Find and copy each line of the records where the string "them" shows up.

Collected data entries
***

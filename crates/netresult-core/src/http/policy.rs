//! Per-endpoint request policies
//!
//! Policies are declared once on an [`Endpoint`](crate::http::Endpoint) and
//! travel with every request made for it as an `http::Extensions` entry.
//! Middleware reads them through the predicates below; enforcing them
//! (attaching tokens, refusing anonymous calls, rewriting cache headers) is
//! the middleware's business.

use http::Extensions;

/// Default cache lifetime, in seconds
pub const DEFAULT_CACHE_MAX_AGE_SECS: u32 = 1800;

/// Responses for this endpoint may be cached for `max_age_secs`
#[derive(Debug, Clone, Copy, PartialEq, Eq)]
pub struct CacheRequest {
    pub max_age_secs: u32,
}

impl Default for CacheRequest {
    fn default() -> Self {
        Self {
            max_age_secs: DEFAULT_CACHE_MAX_AGE_SECS,
        }
    }
}

/// The endpoint requires a logged-in user
#[derive(Debug, Clone, Copy, PartialEq, Eq)]
pub struct LoginRequired(pub bool);

impl Default for LoginRequired {
    fn default() -> Self {
        LoginRequired(true)
    }
}

/// The endpoint requires an access token
#[derive(Debug, Clone, Copy, PartialEq, Eq)]
pub struct NeedsAccessToken(pub bool);

impl Default for NeedsAccessToken {
    fn default() -> Self {
        NeedsAccessToken(true)
    }
}

/// Policy flags declared for one endpoint
#[derive(Debug, Clone, Copy, Default, PartialEq, Eq)]
pub struct RequestPolicy {
    pub cache: Option<CacheRequest>,
    pub login: Option<LoginRequired>,
    pub access_token: Option<NeedsAccessToken>,
}

impl RequestPolicy {
    pub fn new() -> Self {
        Self::default()
    }

    /// Cache responses for the default 1800 seconds
    pub fn cached(mut self) -> Self {
        self.cache = Some(CacheRequest::default());
        self
    }

    pub fn cache_max_age(mut self, max_age_secs: u32) -> Self {
        self.cache = Some(CacheRequest { max_age_secs });
        self
    }

    pub fn login_required(mut self, required: bool) -> Self {
        self.login = Some(LoginRequired(required));
        self
    }

    pub fn needs_access_token(mut self, required: bool) -> Self {
        self.access_token = Some(NeedsAccessToken(required));
        self
    }

    pub fn is_login_required(&self) -> bool {
        self.login.is_some_and(|LoginRequired(required)| required)
    }

    pub fn is_access_token_required(&self) -> bool {
        self.access_token
            .is_some_and(|NeedsAccessToken(required)| required)
    }

    pub fn max_age_secs(&self) -> Option<u32> {
        self.cache.map(|cache| cache.max_age_secs)
    }
}

/// Policy attached to an in-flight request, if any
pub fn policy(extensions: &Extensions) -> Option<&RequestPolicy> {
    extensions.get::<RequestPolicy>()
}

/// Does the request's endpoint require a logged-in user
pub fn is_login_required(extensions: &Extensions) -> bool {
    policy(extensions).is_some_and(RequestPolicy::is_login_required)
}

/// Does the request's endpoint require an access token
pub fn is_access_token_required(extensions: &Extensions) -> bool {
    policy(extensions).is_some_and(RequestPolicy::is_access_token_required)
}

/// Cache lifetime declared for the request's endpoint
pub fn cache_max_age(extensions: &Extensions) -> Option<u32> {
    policy(extensions).and_then(RequestPolicy::max_age_secs)
}

#[cfg(test)]
mod tests {
    use super::*;

    fn extensions_with(policy: RequestPolicy) -> Extensions {
        let mut extensions = Extensions::new();
        extensions.insert(policy);
        extensions
    }

    #[test]
    fn test_absent_policy_is_false() {
        let extensions = Extensions::new();
        assert!(!is_login_required(&extensions));
        assert!(!is_access_token_required(&extensions));
        assert_eq!(cache_max_age(&extensions), None);
    }

    #[test]
    fn test_absent_flag_is_false() {
        let extensions = extensions_with(RequestPolicy::new().cached());
        assert!(!is_login_required(&extensions));
        assert!(!is_access_token_required(&extensions));
        assert_eq!(cache_max_age(&extensions), Some(1800));
    }

    #[test]
    fn test_present_flag_returns_its_value() {
        let extensions = extensions_with(
            RequestPolicy::new()
                .login_required(true)
                .needs_access_token(false),
        );
        assert!(is_login_required(&extensions));
        assert!(!is_access_token_required(&extensions));
    }

    #[test]
    fn test_defaults() {
        assert_eq!(LoginRequired::default(), LoginRequired(true));
        assert_eq!(NeedsAccessToken::default(), NeedsAccessToken(true));
        assert_eq!(CacheRequest::default().max_age_secs, DEFAULT_CACHE_MAX_AGE_SECS);
        assert_eq!(RequestPolicy::new().cache_max_age(60).max_age_secs(), Some(60));
    }
}
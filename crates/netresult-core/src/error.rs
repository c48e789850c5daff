//! Error types for the netresult core library
//!
//! These errors cover building a client and executing a call through a
//! [`ServiceFactory`](crate::http::ServiceFactory). They never reach callers of
//! [`handle_api`](crate::http::handle_api): the normalizer folds them into a
//! [`NetworkException`](crate::NetworkException).

use thiserror::Error;

/// Main error type for netresult operations
#[derive(Error, Debug)]
pub enum Error {
    /// The base URL handed to `build_service` is not an absolute URL
    #[error("Invalid base URL '{url}': {source}")]
    InvalidBaseUrl {
        url: String,
        #[source]
        source: url::ParseError,
    },

    /// The underlying reqwest client could not be constructed
    #[error("Failed to build HTTP client: {source}")]
    ClientBuild {
        #[source]
        source: reqwest::Error,
    },

    /// Configuration errors
    #[error("Configuration error: {message}")]
    Configuration {
        message: String,
        #[source]
        source: Option<anyhow::Error>,
    },

    /// The transport or one of the middleware layers failed
    #[error("Transport error: {0}")]
    Transport(#[from] reqwest_middleware::Error),

    /// A body could not be converted to or from its wire representation
    #[error("Conversion error ({converter}): {message}")]
    Conversion {
        converter: String,
        message: String,
        #[source]
        source: Option<anyhow::Error>,
    },

    /// IO errors
    #[error("IO error: {message}")]
    Io {
        message: String,
        #[source]
        source: std::io::Error,
    },
}

/// Convenience type alias for Results using our Error type
pub type Result<T> = std::result::Result<T, Error>;

impl Error {
    /// Create a configuration error without an underlying cause
    pub fn configuration(message: impl Into<String>) -> Self {
        Error::Configuration {
            message: message.into(),
            source: None,
        }
    }
}

impl From<reqwest::Error> for Error {
    fn from(error: reqwest::Error) -> Self {
        Error::Transport(reqwest_middleware::Error::Reqwest(error))
    }
}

***

* Solution to this task
//! Middleware reads them through the predicates below; enforcing them
//! [`handle_api`](crate::http::handle_api): the normalizer folds them into a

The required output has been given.